Legal highs will be pushed underground by ban, EU drug agency warns
Sales of legal highs will be pushed underground into the “deep web” if the UK government succeeds in banning psychoactive substances, a European drug agency has warned.
Social media channels and the hidden web, also known as the deep web, are already emerging as substitutes to high street shops and publicly listed websites for the growing trade in legal highs.
Drug experts warn the business will be pushed further into “gray marketplaces” in the face of a blanket ban.
The European Monitoring Centre for Drugs and Drug Addiction (EMCDDA) said the rapid growth of the legal high trade poses “major challenges” to law enforcement and drug control policies.
Home Secretary Theresa May has proposed a blanket ban on psychoactive substances on the grounds they are damaging to health.
READ MORE: Psychedelic drugs should be legally reclassified, medical uses explored – academics
“The problem of them being called legal highs is it gives the wrong impression to everybody. These are things that will do you great damage and, in extreme circumstances, somebody can die as a result of taking them,” she said in April.
“Obviously we would need to look at the exact legislation but introducing a blanket ban on legal highs is the principle we are working on,” she added.
However a recent EU public opinion poll throws into question the effectiveness of such a blanket ban.
The Eurobarometer survey shows the highest level of legal high use among young people in the last 12 months was in Ireland, a country where the substances have been banned since 2010.
EMCDDA say the underground market is capable of adapting to government restrictions.
Stealth packaging enables online dealers to hide their product in everyday objects, such as free sample shampoo bottles attached to magazines.
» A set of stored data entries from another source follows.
//! Flags accepted before or after any subcommand.

use std::path::PathBuf;

use clap::{ArgAction, Args, ValueEnum};

#[derive(Debug, Args)]
pub struct GlobalArgs {
    /// More log output: -v info, -vv debug, -vvv trace
    #[arg(short, long, action = ArgAction::Count, global = true)]
    pub verbose: u8,

    /// Print only errors and requested artifacts
    #[arg(short, long, global = true, conflicts_with = "verbose")]
    pub quiet: bool,

    /// Never colour output (also set by NO_COLOR)
    #[arg(long, global = true, env = "NO_COLOR", value_parser = clap::builder::BoolishValueParser::new())]
    pub no_color: bool,

    /// Tool configuration file [default: platform config dir]
    #[arg(short, long, global = true, value_name = "FILE")]
    pub config: Option<PathBuf>,

    /// Append plain log lines to FILE as well as stderr
    #[arg(long, global = true, value_name = "FILE")]
    pub log_file: Option<PathBuf>,

    /// Result format; `auto` picks human on a terminal, plain otherwise
    #[arg(long, global = true, value_enum, default_value_t = OutputFormat::Auto)]
    pub output_format: OutputFormat,
}

#[derive(Debug, Clone, Copy, Default, PartialEq, Eq, ValueEnum)]
pub enum OutputFormat {
    #[default]
    Auto,
    /// Coloured, with progress spinners.
    Human,
    Plain,
    /// One JSON document on stdout.
    Json,
}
Paul Griffiths, the EU drug agency’s scientific director, told The Guardian that “cryptomarkets” or “deep web” marketplaces that can only be accessed via encryption software pose a major challenge to law enforcement.
“These allow goods and services to be exchanged between parties anonymously. Evidence is now emerging of so-called gray marketplaces – online sites selling new psychoactive substances which operate on both the surface and the deep web,” says EMCDDA’s annual report.
“The deep web is part of the internet that is not accessible using standard search engines. There, drug sales can take place within marketplaces, within decentralized networks and between individuals,” it added.